◆ **Problem**
Extract, from the listing that follows, each line containing the word "async".

[Start of Attachment]

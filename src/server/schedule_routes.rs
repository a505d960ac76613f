//! HTTP surface of the scheduler server.

use axum::{
    extract::{Path, State},
    http::StatusCode,
    response::{IntoResponse, Response},
    routing::{get, post},
    Json, Router,
};
use serde::Deserialize;
use serde_json::json;
use tracing::debug;

use super::state::*;
use super::{format_uptime, HealthResponse};
use crate::events::TaskEvent;
use crate::gateway::ws_handler;
use crate::scheduler::ScheduleError;

#[derive(Deserialize, Debug)]
#[serde(rename_all = "camelCase")]
struct CreateJobBody {
    pub task_id: String,
    pub scheduled_at: String,
}

fn error_response(status: StatusCode, err: impl std::fmt::Display) -> Response {
    (status, Json(json!({ "error": err.to_string() }))).into_response()
}

fn schedule_error_response(err: ScheduleError) -> Response {
    let status = match &err {
        ScheduleError::Validation(_) => StatusCode::BAD_REQUEST,
        ScheduleError::NotFound(_) => StatusCode::NOT_FOUND,
        ScheduleError::AlreadyRunning | ScheduleError::AlreadyCompleted => StatusCode::CONFLICT,
        ScheduleError::ExecutionFailed(_) | ScheduleError::Storage(_) => {
            StatusCode::INTERNAL_SERVER_ERROR
        }
    };
    error_response(status, err)
}

async fn health(State(state): State<ScheduleServerState>) -> impl IntoResponse {
    Json(HealthResponse {
        status: "ok",
        service: "scheduler-server",
        uptime: format_uptime(state.start_time.elapsed()),
        hash: state.hash.clone(),
    })
}

/// Receiving end of the HTTP transport. Always acknowledges a well-formed
/// envelope; ingestion outcomes are logged, not returned.
async fn ingest_task_event(
    State(listener): State<GuardedEventListener>,
    Json(event): Json<TaskEvent>,
) -> Response {
    debug!("Received {} for task {}", event.kind, event.task_id);
    listener.handle(&event).await;
    Json(json!({ "message": "Event received and processed" })).into_response()
}

async fn create_job(
    State(scheduler): State<GuardedScheduleService>,
    Json(body): Json<CreateJobBody>,
) -> Response {
    match scheduler.create(&body.task_id, &body.scheduled_at).await {
        Ok(job) => (StatusCode::CREATED, Json(job)).into_response(),
        Err(err) => schedule_error_response(err),
    }
}

async fn list_jobs(State(scheduler): State<GuardedScheduleService>) -> Response {
    match scheduler.list() {
        Ok(jobs) => Json(jobs).into_response(),
        Err(err) => schedule_error_response(err),
    }
}

async fn get_job(
    State(scheduler): State<GuardedScheduleService>,
    Path(id): Path<String>,
) -> Response {
    match scheduler.get(&id) {
        Ok(job) => Json(job).into_response(),
        Err(err) => schedule_error_response(err),
    }
}

async fn execute_job(
    State(scheduler): State<GuardedScheduleService>,
    Path(id): Path<String>,
) -> Response {
    match scheduler.execute(&id).await {
        Ok(job) => Json(job).into_response(),
        Err(err) => schedule_error_response(err),
    }
}

async fn list_jobs_for_task(
    State(scheduler): State<GuardedScheduleService>,
    Path(task_id): Path<String>,
) -> Response {
    match scheduler.list_by_task(&task_id) {
        Ok(jobs) => Json(jobs).into_response(),
        Err(err) => schedule_error_response(err),
    }
}

pub fn make_scheduler_app(state: ScheduleServerState) -> Router {
    let job_routes: Router<ScheduleServerState> = Router::new()
        .route("/jobs", post(create_job))
        .route("/jobs", get(list_jobs))
        .route("/jobs/{id}", get(get_job))
        .route("/jobs/{id}/execute", post(execute_job))
        .route("/tasks/{task_id}/jobs", get(list_jobs_for_task))
        .route("/ws", get(ws_handler).with_state(state.ws_context.clone()))
        .with_state(state.clone());

    Router::new()
        .route("/health", get(health))
        .route("/api/v1/events/task", post(ingest_task_event))
        .nest("/v1", job_routes)
        .with_state(state)
}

[End of Attachment]

◆ **Result of this exercise**
async fn health(State(state): State<ScheduleServerState>) -> impl IntoResponse {
async fn ingest_task_event(
async fn create_job(
async fn list_jobs(State(scheduler): State<GuardedScheduleService>) -> Response {
async fn get_job(
async fn execute_job(
async fn list_jobs_for_task(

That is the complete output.